44. A natureza sacramental da fé encontra a sua máxima expressão na
Eucaristia. Esta é alimento precioso da fé, encontro com Cristo presente de
maneira real no seu acto supremo de amor: o dom de Si mesmo que gera vida. Na
Eucaristia, temos o cruzamento dos dois eixos sobre os quais a fé percorre o seu
caminho. Por um lado, o eixo da história: a Eucaristia é acto de memória,
actualização do mistério, em que o passado, como um evento de morte e
ressurreição, mostra a sua capacidade de se abrir ao futuro, de antecipar a
plenitude final; no-lo recorda a liturgia com o seu hodie, o « hoje » dos
mistérios da salvação.
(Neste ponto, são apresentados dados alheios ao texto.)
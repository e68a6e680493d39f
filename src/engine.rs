// Reservation Rules Engine - Orchestrator
//
// Builds point-in-time snapshots from the store, runs the eligibility policy
// and the discount plan, and records metrics for both.

use crate::discount::{
    CompositeDiscountPolicy, DiscountBreakdown, DiscountContext, MembershipDiscountPolicy,
};
use crate::eligibility::{EligibilityDecision, EligibilityPolicy, ReservationPolicy};
use crate::error::DomainResult;
use crate::metrics::PerformanceMetrics;
use crate::models::Reservation;
use crate::settings::Settings;
use crate::specification::ReservationContext;
use crate::store::InMemoryStore;
use crate::values::{Money, TimeSlot};
use chrono::{NaiveDate, NaiveDateTime};
use std::sync::Arc;
use tokio::sync::Mutex;
use uuid::Uuid;

/// A member asking for seats on a resource
#[derive(Debug, Clone, PartialEq)]
pub struct ReservationRequest {
    pub member_id: Uuid,
    pub resource_id: Uuid,
    pub slot: TimeSlot,
    pub party_size: u32,
    /// When the request is made; time-based rules measure from here
    pub requested_at: NaiveDateTime,
}

impl ReservationRequest {
    pub fn new(member_id: Uuid, resource_id: Uuid, slot: TimeSlot, requested_at: NaiveDateTime) -> Self {
        Self {
            member_id,
            resource_id,
            slot,
            party_size: 1,
            requested_at,
        }
    }

    pub fn with_party_size(mut self, party_size: u32) -> Self {
        self.party_size = party_size;
        self
    }
}

/// Result of `reserve`
#[derive(Debug, Clone, PartialEq)]
pub enum ReservationOutcome {
    Confirmed(Reservation),
    Denied(EligibilityDecision),
}

/// Reservation Rules Engine
///
/// Orchestrates the eligibility policy and the discount plan over data held
/// in an [`InMemoryStore`].
pub struct ReservationRulesEngine {
    store: Arc<InMemoryStore>,
    policy: Arc<dyn ReservationPolicy>,
    discount: Arc<CompositeDiscountPolicy>,
    metrics: PerformanceMetrics,
    commit_lock: Mutex<()>,
}

impl ReservationRulesEngine {
    pub fn new<P>(store: Arc<InMemoryStore>, policy: P, discount: CompositeDiscountPolicy) -> Self
    where
        P: ReservationPolicy + 'static,
    {
        Self {
            store,
            policy: Arc::new(policy),
            discount: Arc::new(discount),
            metrics: PerformanceMetrics::new(),
            commit_lock: Mutex::new(()),
        }
    }

    /// Level policy and a membership-discount plan, both taken from `settings`
    pub fn from_settings(store: Arc<InMemoryStore>, settings: &Settings) -> DomainResult<Self> {
        let policy = EligibilityPolicy::for_level(settings.eligibility_level)?;

        let mut builder = CompositeDiscountPolicy::builder("Member pricing")
            .strategy(settings.discount_strategy)
            .policy(MembershipDiscountPolicy::new());
        if let Some(cap) = settings.max_total_discount {
            builder = builder.max_total_discount(cap);
        }
        if let Some(floor) = settings.minimum_price {
            builder = builder.minimum_price(floor);
        }

        tracing::info!(
            "Reservation rules engine configured: {} eligibility, {} discounts",
            settings.eligibility_level,
            settings.discount_strategy
        );
        Ok(Self::new(store, policy, builder.build()?)
            .with_metrics(PerformanceMetrics::with_threshold(settings.slow_threshold_ms)))
    }

    pub fn with_metrics(mut self, metrics: PerformanceMetrics) -> Self {
        self.metrics = metrics;
        self
    }

    /// Get performance metrics
    pub fn metrics(&self) -> &PerformanceMetrics {
        &self.metrics
    }

    pub fn store(&self) -> &InMemoryStore {
        &self.store
    }

    pub fn policy_name(&self) -> &str {
        self.policy.name()
    }

    /// Snapshot of everything the eligibility rules read for `request`
    pub async fn snapshot(&self, request: &ReservationRequest) -> DomainResult<ReservationContext> {
        let (member, plan) = self.store.member_with_plan(request.member_id).await?;
        let resource = self.store.get_resource(request.resource_id).await?;
        let held = self
            .store
            .active_reservation_statuses(request.member_id, request.requested_at)
            .await;
        let occupancy = self.store.occupancy(request.resource_id, &request.slot).await;

        ReservationContext::builder(member, plan, resource, request.slot, request.requested_at)
            .party_size(request.party_size)
            .member_reservations(held)
            .occupancy(occupancy)
            .build()
    }

    /// Decide whether `request` may be booked, with every failure reason
    pub async fn check_eligibility(
        &self,
        request: &ReservationRequest,
    ) -> DomainResult<EligibilityDecision> {
        let _timer = self.metrics.start_eligibility_check();

        let context = self.snapshot(request).await?;
        let decision = self.policy.evaluate(&context);

        if decision.allowed {
            tracing::debug!(
                member_id = %request.member_id,
                resource_id = %request.resource_id,
                "Reservation eligible"
            );
        } else {
            self.metrics.record_denied();
            tracing::warn!(
                member_id = %request.member_id,
                resource_id = %request.resource_id,
                "Reservation denied: {}",
                decision.summary()
            );
        }

        Ok(decision)
    }

    /// Price `price` for the member on `purchase_date`
    pub async fn quote(
        &self,
        member_id: Uuid,
        price: Money,
        purchase_date: NaiveDate,
        coupon_code: Option<&str>,
    ) -> DomainResult<DiscountBreakdown> {
        let _timer = self.metrics.start_pricing_calculation();

        let (member, plan) = self.store.member_with_plan(member_id).await?;
        let mut context = DiscountContext::new(member, plan, purchase_date)?;
        if let Some(code) = coupon_code {
            context = context.with_coupon(code);
        }

        let breakdown = self.discount.evaluate(&price, &context)?;
        tracing::debug!(
            member_id = %member_id,
            "Quoted {} -> {} ({} discounts applied, capped: {}, floored: {})",
            breakdown.original,
            breakdown.final_price,
            breakdown.applied.len(),
            breakdown.capped,
            breakdown.floored
        );
        Ok(breakdown)
    }

    /// Check and store a confirmed reservation in one step
    ///
    /// Commits are serialized so two requests cannot both take the last seat.
    pub async fn reserve(&self, request: &ReservationRequest) -> DomainResult<ReservationOutcome> {
        let _guard = self.commit_lock.lock().await;

        let decision = self.check_eligibility(request).await?;
        if !decision.allowed {
            return Ok(ReservationOutcome::Denied(decision));
        }

        let reservation = Reservation::new(
            request.member_id,
            request.resource_id,
            request.slot,
            request.party_size,
        )?;
        self.store.add_reservation(reservation.clone()).await?;
        self.metrics.record_reservation();

        tracing::info!(
            reservation_id = %reservation.id,
            member_id = %reservation.member_id,
            "Reservation confirmed for {} seat(s)",
            reservation.party_size
        );
        Ok(ReservationOutcome::Confirmed(reservation))
    }
}
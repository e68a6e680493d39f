// Membership Reservation Rules
//
// Eligibility rules built from a specification algebra, and discount plans
// built from primitive price policies combined under a strategy with a global
// cap and floor. Evaluation is pure; an in-memory store and an orchestrating
// engine supply the snapshots.

pub mod config_store;
pub mod discount;
pub mod eligibility;
pub mod engine;
pub mod error;
pub mod metrics;
pub mod models;
pub mod settings;
pub mod specification;
pub mod store;
pub mod telemetry;
pub mod types;
pub mod validation;
pub mod values;

pub use config_store::{DiscountPlanConfig, DiscountRuleConfig, EligibilityConfig};
pub use discount::{
    CompositeDiscountPolicy, DiscountBreakdown, DiscountContext, DiscountPolicy,
    SharedDiscountPolicy,
};
pub use eligibility::{EligibilityDecision, EligibilityPolicy, PolicyBuilder, ReservationPolicy, Rule};
pub use engine::{ReservationOutcome, ReservationRequest, ReservationRulesEngine};
pub use error::{DomainError, DomainResult};
pub use metrics::{MetricsSummary, PerformanceMetrics};
pub use models::{Member, MembershipPlan, OperatingHours, Reservation, Resource};
pub use settings::Settings;
pub use specification::{ReservationContext, SharedSpecification, Specification};
pub use store::InMemoryStore;
pub use types::{
    CombinationMode, CombinationStrategy, MemberStatus, MembershipTier, PolicyLevel,
    ReservationStatus, ResourceCategory,
};
pub use values::{Currency, DateRange, Money, TimeSlot};
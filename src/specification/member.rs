// Member-facing eligibility rules
//
// Standing, privileges, concurrent bookings and how far ahead a member may book.

use super::{ReservationContext, Specification};
use crate::models::MembershipPlan;
use crate::types::{MemberStatus, ReservationStatus, ResourceCategory};
use std::fmt;
use std::sync::Arc;

/// Member must be active and inside the membership period (plus grace days)
#[derive(Debug, Clone, Default)]
pub struct ActiveMemberSpecification {
    lenient: bool,
    grace_period_days: u32,
}

impl ActiveMemberSpecification {
    pub fn new() -> Self {
        Self::default()
    }

    /// Tolerate suspended members
    pub fn lenient(mut self) -> Self {
        self.lenient = true;
        self
    }

    pub fn with_grace_period(mut self, days: u32) -> Self {
        self.grace_period_days = days;
        self
    }

    fn status_ok(&self, status: MemberStatus) -> bool {
        match status {
            MemberStatus::Active => true,
            MemberStatus::Suspended => self.lenient,
            MemberStatus::Expired | MemberStatus::Withdrawn => false,
        }
    }

    fn period_ok(&self, context: &ReservationContext) -> bool {
        let period = context
            .member()
            .membership_period
            .extended_by_days(self.grace_period_days);
        period.contains(context.evaluated_at().date())
            && period.contains(context.requested().start().date())
    }
}

impl Specification<ReservationContext> for ActiveMemberSpecification {
    fn is_satisfied_by(&self, context: &ReservationContext) -> bool {
        self.status_ok(context.member().status) && self.period_ok(context)
    }

    fn description(&self) -> String {
        let mut text = "Member is active".to_string();
        if self.lenient {
            text.push_str(" or suspended");
        }
        if self.grace_period_days > 0 {
            text.push_str(&format!(
                " within membership period (+{} grace days)",
                self.grace_period_days
            ));
        } else {
            text.push_str(" within membership period");
        }
        text
    }

    fn failure_reason(&self, context: &ReservationContext) -> Option<String> {
        let member = context.member();
        if !self.status_ok(member.status) {
            return Some(format!("Member status is {}", member.status));
        }
        if !self.period_ok(context) {
            let period = &member.membership_period;
            return Some(format!(
                "Membership period {} to {} does not cover the reservation",
                period.start(),
                period.end()
            ));
        }
        None
    }
}

/// Suggests an upgrade when the plan lacks a privilege
pub type UpgradeAdvisor =
    Arc<dyn Fn(&MembershipPlan, ResourceCategory) -> Option<String> + Send + Sync>;

/// Plan must be active and grant the resource category
#[derive(Clone, Default)]
pub struct MembershipPrivilegeSpecification {
    grace_period_days: u32,
    upgrade_advisor: Option<UpgradeAdvisor>,
}

impl MembershipPrivilegeSpecification {
    pub fn new() -> Self {
        Self::default()
    }

    pub fn with_grace_period(mut self, days: u32) -> Self {
        self.grace_period_days = days;
        self
    }

    pub fn with_upgrade_advisor(mut self, advisor: UpgradeAdvisor) -> Self {
        self.upgrade_advisor = Some(advisor);
        self
    }

    fn covers_request(&self, context: &ReservationContext) -> bool {
        context
            .member()
            .membership_period
            .extended_by_days(self.grace_period_days)
            .contains(context.requested().start().date())
    }
}

impl fmt::Debug for MembershipPrivilegeSpecification {
    fn fmt(&self, f: &mut fmt::Formatter<'_>) -> fmt::Result {
        f.debug_struct("MembershipPrivilegeSpecification")
            .field("grace_period_days", &self.grace_period_days)
            .field("upgrade_advisor", &self.upgrade_advisor.is_some())
            .finish()
    }
}

impl Specification<ReservationContext> for MembershipPrivilegeSpecification {
    fn is_satisfied_by(&self, context: &ReservationContext) -> bool {
        let plan = context.plan();
        plan.active && plan.grants(context.resource().category) && self.covers_request(context)
    }

    fn description(&self) -> String {
        "Membership plan grants access to the resource category".to_string()
    }

    fn failure_reason(&self, context: &ReservationContext) -> Option<String> {
        let plan = context.plan();
        let category = context.resource().category;
        if !plan.active {
            return Some(format!("Membership plan '{}' is inactive", plan.name));
        }
        if !plan.grants(category) {
            let mut reason = format!(
                "Membership plan '{}' does not include {} access",
                plan.name, category
            );
            if let Some(hint) = self
                .upgrade_advisor
                .as_ref()
                .and_then(|advisor| advisor(plan, category))
            {
                reason.push_str(&format!(" ({})", hint));
            }
            return Some(reason);
        }
        if !self.covers_request(context) {
            return Some("Membership privileges expire before the reservation date".to_string());
        }
        None
    }
}

/// Member may hold fewer live reservations than the plan allows
#[derive(Debug, Clone)]
pub struct SimultaneousReservationLimitSpecification {
    counted: Vec<ReservationStatus>,
    cap: Option<u32>,
}

impl Default for SimultaneousReservationLimitSpecification {
    fn default() -> Self {
        Self {
            counted: vec![
                ReservationStatus::Pending,
                ReservationStatus::Confirmed,
                ReservationStatus::CheckedIn,
            ],
            cap: None,
        }
    }
}

impl SimultaneousReservationLimitSpecification {
    pub fn new() -> Self {
        Self::default()
    }

    /// Only confirmed and checked-in reservations count toward the limit
    pub fn excluding_pending(mut self) -> Self {
        self.counted.retain(|s| *s != ReservationStatus::Pending);
        self
    }

    /// Never allow more than `cap`, whatever the plan says
    pub fn with_cap(mut self, cap: u32) -> Self {
        self.cap = Some(cap);
        self
    }

    fn held(&self, context: &ReservationContext) -> usize {
        context
            .member_reservations()
            .iter()
            .filter(|status| self.counted.contains(*status))
            .count()
    }

    fn limit(&self, context: &ReservationContext) -> u32 {
        let plan_limit = context.plan().max_simultaneous_reservations;
        self.cap.map_or(plan_limit, |cap| plan_limit.min(cap))
    }
}

impl Specification<ReservationContext> for SimultaneousReservationLimitSpecification {
    fn is_satisfied_by(&self, context: &ReservationContext) -> bool {
        self.held(context) < self.limit(context) as usize
    }

    fn description(&self) -> String {
        match self.cap {
            Some(cap) => format!("Member is below the simultaneous reservation limit (max {})", cap),
            None => "Member is below the simultaneous reservation limit".to_string(),
        }
    }

    fn failure_reason(&self, context: &ReservationContext) -> Option<String> {
        let held = self.held(context);
        let limit = self.limit(context);
        (held >= limit as usize).then(|| {
            format!(
                "Simultaneous reservation limit reached: {} of {}",
                held, limit
            )
        })
    }
}

/// Request start must fall within the plan's advance-booking window
#[derive(Debug, Clone, Default)]
pub struct AdvanceBookingLimitSpecification {
    vip_bonus_days: u32,
    cap_days: Option<u32>,
}

impl AdvanceBookingLimitSpecification {
    pub fn new() -> Self {
        Self::default()
    }

    /// Extra days for premium and VIP tiers
    pub fn with_vip_bonus(mut self, days: u32) -> Self {
        self.vip_bonus_days = days;
        self
    }

    pub fn with_cap(mut self, days: u32) -> Self {
        self.cap_days = Some(days);
        self
    }

    fn allowance(&self, context: &ReservationContext) -> i64 {
        let mut days = context.plan().advance_booking_days;
        if context.member().tier.is_vip() {
            days = days.saturating_add(self.vip_bonus_days);
        }
        if let Some(cap) = self.cap_days {
            days = days.min(cap);
        }
        i64::from(days)
    }

    fn days_ahead(context: &ReservationContext) -> i64 {
        (context.requested().start().date() - context.evaluated_at().date()).num_days()
    }
}

impl Specification<ReservationContext> for AdvanceBookingLimitSpecification {
    fn is_satisfied_by(&self, context: &ReservationContext) -> bool {
        Self::days_ahead(context) <= self.allowance(context)
    }

    fn description(&self) -> String {
        "Reservation is within the advance booking window".to_string()
    }

    fn failure_reason(&self, context: &ReservationContext) -> Option<String> {
        let ahead = Self::days_ahead(context);
        let allowance = self.allowance(context);
        (ahead > allowance).then(|| {
            format!(
                "Reservation is {} days ahead; at most {} days allowed",
                ahead, allowance
            )
        })
    }
}

#[cfg(test)]
mod tests {
    use super::*;
    use crate::specification::context::fixtures;
    use crate::types::MembershipTier;
    use crate::values::DateRange;
    use chrono::NaiveDate;

    #[test]
    fn test_active_member_in_good_standing() {
        let spec = ActiveMemberSpecification::new();
        assert!(spec.is_satisfied_by(&fixtures::context()));
        assert!(spec.failure_reason(&fixtures::context()).is_none());
    }

    #[test]
    fn test_suspended_member_only_passes_when_lenient() {
        let plan = fixtures::plan();
        let member = fixtures::member(&plan).with_status(MemberStatus::Suspended);
        let context = ReservationContext::builder(
            member,
            plan,
            fixtures::resource(10),
            fixtures::slot(1, 10),
            fixtures::now(),
        )
        .build()
        .unwrap();

        let strict = ActiveMemberSpecification::new();
        assert!(!strict.is_satisfied_by(&context));
        assert_eq!(
            strict.failure_reason(&context).unwrap(),
            "Member status is suspended"
        );
        assert!(ActiveMemberSpecification::new()
            .lenient()
            .is_satisfied_by(&context));
    }

    #[test]
    fn test_grace_period_extends_membership() {
        let plan = fixtures::plan();
        let mut member = fixtures::member(&plan);
        // Ends the day before the request
        member.membership_period = DateRange::new(
            NaiveDate::from_ymd_opt(2026, 1, 1).unwrap(),
            NaiveDate::from_ymd_opt(2026, 3, 9).unwrap(),
        )
        .unwrap();
        let context = ReservationContext::builder(
            member,
            plan,
            fixtures::resource(10),
            fixtures::slot(1, 10),
            fixtures::now(),
        )
        .build()
        .unwrap();

        assert!(!ActiveMemberSpecification::new().is_satisfied_by(&context));
        assert!(ActiveMemberSpecification::new()
            .with_grace_period(7)
            .is_satisfied_by(&context));
        assert!(!MembershipPrivilegeSpecification::new().is_satisfied_by(&context));
        assert!(MembershipPrivilegeSpecification::new()
            .with_grace_period(7)
            .is_satisfied_by(&context));
    }

    #[test]
    fn test_privilege_missing_category() {
        let plan = MembershipPlan::new("Fitness", [ResourceCategory::FitnessStudio], 2, 14).unwrap();
        let member = fixtures::member(&plan);
        let context = ReservationContext::builder(
            member,
            plan,
            fixtures::resource(10),
            fixtures::slot(1, 10),
            fixtures::now(),
        )
        .build()
        .unwrap();

        let advisor: UpgradeAdvisor = Arc::new(|_plan: &MembershipPlan, category: ResourceCategory| {
            Some(format!("upgrade to Standard for {}", category))
        });
        let spec = MembershipPrivilegeSpecification::new().with_upgrade_advisor(advisor);
        assert!(!spec.is_satisfied_by(&context));
        let reason = spec.failure_reason(&context).unwrap();
        assert!(reason.contains("does not include study_room access"));
        assert!(reason.contains("upgrade to Standard"));
    }

    #[test]
    fn test_privilege_inactive_plan() {
        let plan = fixtures::plan().deactivated();
        let member = fixtures::member(&plan);
        let context = ReservationContext::builder(
            member,
            plan,
            fixtures::resource(10),
            fixtures::slot(1, 10),
            fixtures::now(),
        )
        .build()
        .unwrap();
        let reason = MembershipPrivilegeSpecification::new()
            .failure_reason(&context)
            .unwrap();
        assert!(reason.contains("inactive"));
    }

    #[test]
    fn test_simultaneous_limit() {
        use ReservationStatus::*;
        // Plan allows 3
        let under = fixtures::builder()
            .member_reservations([Confirmed, Pending])
            .build()
            .unwrap();
        let at_limit = fixtures::builder()
            .member_reservations([Confirmed, Pending, CheckedIn])
            .build()
            .unwrap();

        let spec = SimultaneousReservationLimitSpecification::new();
        assert!(spec.is_satisfied_by(&under));
        assert!(!spec.is_satisfied_by(&at_limit));
        assert_eq!(
            spec.failure_reason(&at_limit).unwrap(),
            "Simultaneous reservation limit reached: 3 of 3"
        );

        let lenient = SimultaneousReservationLimitSpecification::new().excluding_pending();
        assert!(lenient.is_satisfied_by(&at_limit));

        let capped = SimultaneousReservationLimitSpecification::new().with_cap(2);
        assert!(!capped.is_satisfied_by(&under));
    }

    #[test]
    fn test_advance_booking_limit() {
        // Plan allows 30 days
        let within = fixtures::context();
        let plan = fixtures::plan();
        let member = fixtures::member(&plan);
        let far = ReservationContext::builder(
            member.clone(),
            plan.clone(),
            fixtures::resource(10),
            fixtures::slot(45, 10),
            fixtures::now(),
        )
        .build()
        .unwrap();

        let spec = AdvanceBookingLimitSpecification::new();
        assert!(spec.is_satisfied_by(&within));
        assert!(!spec.is_satisfied_by(&far));
        assert_eq!(
            spec.failure_reason(&far).unwrap(),
            "Reservation is 45 days ahead; at most 30 days allowed"
        );

        // VIP bonus reaches 60 days, but only for premium tiers
        let vip = ReservationContext::builder(
            member.with_tier(MembershipTier::Vip),
            plan,
            fixtures::resource(10),
            fixtures::slot(45, 10),
            fixtures::now(),
        )
        .build()
        .unwrap();
        let bonus = AdvanceBookingLimitSpecification::new().with_vip_bonus(30);
        assert!(!bonus.is_satisfied_by(&far));
        assert!(bonus.is_satisfied_by(&vip));
        assert!(!bonus.with_cap(14).is_satisfied_by(&vip));
    }
}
Por outro lado, encontra-se aqui também o eixo que conduz
do mundo visível ao invisível: na Eucaristia, aprendemos a ver a profundidade do
real. O pão e o vinho transformam-se no Corpo e Sangue de Cristo, que Se faz
presente no seu caminho pascal para o Pai: este movimento introduz-nos, corpo e
alma, no movimento de toda a criação para a sua plenitude em Deus.
45. Na
celebração dos sacramentos, a Igreja transmite a sua memória, particularmente
com a profissão de fé. Nesta, não se trata tanto de prestar assentimento a um
conjunto de verdades abstractas, como sobretudo fazer a vida toda entrar na
comunhão plena com o Deus Vivo. Podemos dizer que, no Credo, o fiel é
convidado a entrar no mistério que professa e a deixar-se transformar por aquilo
que confessa. Para compreender o sentido desta afirmação, pensemos em primeiro
lugar no conteúdo do Credo. Este tem uma estrutura trinitária: o Pai e o
Filho unem-Se no Espírito de amor. Deste modo o crente afirma que o centro do
ser, o segredo mais profundo de todas as coisas é a comunhão divina. Além disso,
o Credo contém uma confissão cristológica: repassam-se os mistérios da
vida de Jesus até à sua morte, ressurreição e ascensão ao Céu, na esperança da
sua vinda final na glória. E, consequentemente, afirma-se que este
Deus-comunhão, permuta de amor entre o Pai e o Filho no Espírito, é capaz de
abraçar a história do homem, de introduzi-lo no seu dinamismo de comunhão, que
tem, no Pai, a sua origem e meta final. Aquele que confessa a fé sente-se
implicado na verdade que confessa; não pode pronunciar, com verdade, as palavras
do Credo, sem ser por isso mesmo transformado, sem mergulhar na história
de amor que o abraça, que dilata o seu ser tornando-o parte de uma grande
comunhão, do sujeito último que pronuncia o Credo: a Igreja. Todas as
verdades, em que cremos, afirmam o mistério da vida nova da fé como caminho de
comunhão com o Deus Vivo.
Fé, oração e Decálogo
46. Há mais dois elementos que são
essenciais na transmissão fiel da memória da Igreja. O primeiro é a Oração do
Senhor, o Pai Nosso; nela, o cristão aprende a partilhar a própria
experiência espiritual de Cristo e começa a ver com os olhos d’Ele. A partir
d’Aquele que é Luz da Luz, do Filho Unigénito do Pai, também nós conhecemos a
Deus e podemos inflamar outros no desejo de se aproximarem d’Ele.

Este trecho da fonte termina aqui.